James McCusker in the Right Direction

From: The Everett Herald, Everett, Washington (State), USA. Sunday, July 17, 2005
Business


"Point A to Point B is about efficiency
By James McCusker


“From the beginning, economics has been about efficiency.
From Adam Smith's "Wealth of nations" to the latest pages of incomprehensible math squiggles in the "American Economic Review," the focus of economics is on the efficient allocation of resources - getting the most out of what we've got.


If your lifetime focus is on efficiency, it's understandable why chalkboards, textbooks and equations might be more attractive than the real world we live in. Forced to contemplate how our commercial airline system actually works, for example, a trained, experienced economist might still be unable to decide whether to laugh or cry.

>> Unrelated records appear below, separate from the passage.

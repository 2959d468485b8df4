mod support;

use std::sync::Arc;

use stackyard::{JsonFileStore, NewStack, Orchestrator, StackStatus, Store};
use support::{test_config, FakeRunner, FixedReachability};

fn orchestrator(dir: &std::path::Path) -> Orchestrator {
    let cfg = test_config(dir);
    let store: Arc<dyn Store> = Arc::new(JsonFileStore::open(cfg.store_path()));
    Orchestrator::new(
        cfg,
        store,
        Arc::new(FakeRunner::healthy()),
        Arc::new(FixedReachability(None)),
    )
}

#[test]
fn test_stacks_survive_a_new_process() {
    let td = tempfile::tempdir().unwrap();
    let created = orchestrator(td.path())
        .create_stack(
            NewStack {
                name: "Persisted".into(),
                description: String::new(),
                owner_id: "local".into(),
            },
            1_700_000_000_000,
        )
        .unwrap();

    let again = orchestrator(td.path());
    let found = again.find(&created.stack.id).unwrap();
    assert_eq!(found.slug, created.stack.slug);
    assert_eq!(found.status, StackStatus::Provisioned);
    let entries = again.config_entries(&found.slug).unwrap();
    assert!(entries.iter().any(|e| e.key == "JWT_SECRET" && e.value.len() == 64));

    // ports recorded in the store keep a second stack off the same block
    let second = again
        .create_stack(
            NewStack {
                name: "Neighbour".into(),
                description: String::new(),
                owner_id: "local".into(),
            },
            1_700_000_010_000,
        )
        .unwrap();
    assert_ne!(second.allocation.ports.base, created.allocation.ports.base);

    again.delete(&found.slug).unwrap();
    assert_eq!(orchestrator(td.path()).list_stacks(None).unwrap().len(), 1);
}

#[test]
fn test_concurrent_creators_get_distinct_ports() {
    let td = tempfile::tempdir().unwrap();
    let creators: Vec<_> = ["Alpha", "Beta", "Gamma"]
        .into_iter()
        .map(|name| {
            let dir = td.path().to_path_buf();
            std::thread::spawn(move || {
                orchestrator(&dir)
                    .create_stack(
                        NewStack {
                            name: name.into(),
                            description: String::new(),
                            owner_id: "local".into(),
                        },
                        1_700_000_000_000,
                    )
                    .map(|c| c.allocation.ports.base)
            })
        })
        .collect();
    let mut bases: Vec<u16> = creators
        .into_iter()
        .map(|h| h.join().unwrap().unwrap())
        .collect();
    bases.sort_unstable();
    bases.dedup();
    assert_eq!(bases.len(), 3, "ports shared: {bases:?}");
    assert!(test_config(td.path()).locks_dir().join(".create.lock").exists());
}
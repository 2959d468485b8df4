use std::path::PathBuf;

use clap::{Parser, Subcommand};

pub(crate) const LONG_VERSION: &str = concat!(
    env!("CARGO_PKG_VERSION"),
    "\nbuild date: ",
    env!("STACKYARD_BUILD_DATE"),
    "\ntarget:     ",
    env!("STACKYARD_BUILD_TARGET"),
    "\nprofile:    ",
    env!("STACKYARD_BUILD_PROFILE"),
    "\nrustc:      ",
    env!("STACKYARD_BUILD_RUSTC"),
);

/// Parse `KEY=VALUE`; the value may be empty and may contain `=`.
fn parse_key_val(s: &str) -> Result<(String, String), String> {
    let (k, v) = s
        .split_once('=')
        .ok_or_else(|| format!("expected KEY=VALUE, got {s:?}"))?;
    let k = k.trim();
    if k.is_empty() {
        return Err("key must not be empty".to_string());
    }
    Ok((k.to_string(), v.to_string()))
}

#[derive(Subcommand, Debug, Clone)]
pub(crate) enum ConfigCmd {
    /// Print a stack's environment (all keys, or one)
    Get {
        stack: String,
        key: Option<String>,
        /// Emit machine-readable JSON
        #[arg(long)]
        json: bool,
    },
    /// Upsert KEY=VALUE pairs and regenerate the stack's .env
    Set {
        stack: String,
        #[arg(required = true, value_parser = parse_key_val)]
        pairs: Vec<(String, String)>,
    },
}

#[derive(Subcommand, Debug, Clone)]
pub(crate) enum Command {
    /// Allocate ports and credentials and materialize a new stack from the template
    Create {
        name: String,
        #[arg(long, default_value = "")]
        description: String,
        /// Owner recorded on the stack
        #[arg(long, default_value = "local")]
        owner: String,
    },
    /// List stacks, newest first
    List {
        #[arg(long)]
        owner: Option<String>,
        #[arg(long)]
        json: bool,
    },
    /// Preflight, pull images and bring the stack up
    Deploy { stack: String },
    /// Restart every service of the stack
    Restart { stack: String },
    /// Stop the stack's containers without removing them
    Pause { stack: String },
    /// Remove containers, volumes, files and records of the stack
    Delete { stack: String },
    /// Show per-service state; optionally wait until everything runs
    Status {
        stack: String,
        /// Poll for up to SECS seconds until all services run
        #[arg(long, value_name = "SECS")]
        wait: Option<u64>,
        #[arg(long)]
        json: bool,
    },
    /// Read or edit a stack's environment
    Config {
        #[command(subcommand)]
        cmd: ConfigCmd,
    },
    /// Re-issue the anon and service-role keys from the stack's JWT secret
    RotateKeys { stack: String },
    /// Containers, memory, CPU, volumes and networks of a stack
    Analyze {
        stack: String,
        #[arg(long)]
        json: bool,
    },
    /// Memory used by each container of a stack
    Memory {
        stack: String,
        #[arg(long)]
        json: bool,
    },
    /// Memory of the docker host
    HostMemory {
        #[arg(long)]
        json: bool,
    },
    /// Check docker, compose, template and connectivity
    Doctor,
    /// Clone the shared template if it is not present yet
    TemplateInit,
}

#[derive(Parser, Debug)]
#[command(
    name = "stackyard",
    version,
    long_version = LONG_VERSION,
    about = "Provision, deploy, monitor and tear down isolated Docker Compose stacks from a shared template.",
    after_long_help = "Examples:\n  stackyard create \"Demo\"\n  stackyard deploy demo-1700000000000\n  stackyard status demo-1700000000000 --wait 120\n  stackyard config set demo-1700000000000 SMTP_HOST=mail.internal\n  stackyard analyze demo-1700000000000 --json\n"
)]
pub(crate) struct Cli {
    /// YAML configuration file (also STACKYARD_CONFIG)
    #[arg(long, global = true)]
    pub(crate) config: Option<PathBuf>,

    /// Debug-level logging
    #[arg(long, short = 'v', global = true)]
    pub(crate) verbose: bool,

    #[command(subcommand)]
    pub(crate) command: Command,
}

One of the areas, and there are several, of inefficiency plaguing commercial airlines is the ticketing process. It has been a major source of misallocated resources since the dawn of commercial aviation. And while deregulation and more recently the Internet have helped matters, there is still a mismatch between supply and demand. Here we are, 10 years after Amazon.com, 10 years after Google, 10 years after eBay, and we still have scheduled commercial jetliners cruising the skies with empty seats and lost revenue that can never be recovered."

James McCusker is a Bothell economist, educator and consultant. He also writes "Business 101," which appears monthly in The Snohomish County Business Journal.

Comment:

What good sense McCusker writes. His analysis of the 'economics' of air travel is informative and worh reading. Economics as it should be: about efficiency. The options for how society might be is about morality nd markets in theri historical context. How correct McClusker is about the way economics has drifted into a sub-branch of mathematics from Adam Smith’s “Wealth of Nations”. Economics long ago ditched Adam Smith’s political economy and preserved wholly incorrect parts of it. However, that is not the only problem.

Economics became a ‘science’ after Ricardo (and in losing its literary roots, it became less readable or understandable, a process finally completed in abstract equations). Once it lost its historical perspective, it lost its way. Regular events became instant ‘problems’, the merest perturbation in an economy and a world crisis became imminent according the the media, and the need to ‘manage’ politicaly the economy emerged with no understanding of political economy and forgetting Adam Smith’s advice to fanatics (and what else is someone who believes he or she can direct the activities of people as if they are “pieces on a chess board”) to desist from their fantasies.


Instead, support the conditions for wealth creation and suppress the conditions that undermine it (largely by not allowing non-competitive policies to take root, such as monopoly, protection, subsidies and tax breaks) and direct such public expenditures as are necessary to encourage education, health and citizenship. Apart then, for the expenditures on defence, law and order and government (including the strict separation of powers, not yet achieved in the UK), lower taxation levels should be a major barrier to increasing public expenditure in ‘schemes’ of unproven value but predictable unexpected expense.

The institution of a Flat Tax would go some way to making public debate on the appropriate level of taxation focus on a simple notion (‘should it be 15, 20, or 25 percent?’) and the impact of fiscal probity and incentives to be productive would have positive effects on the foundations of society.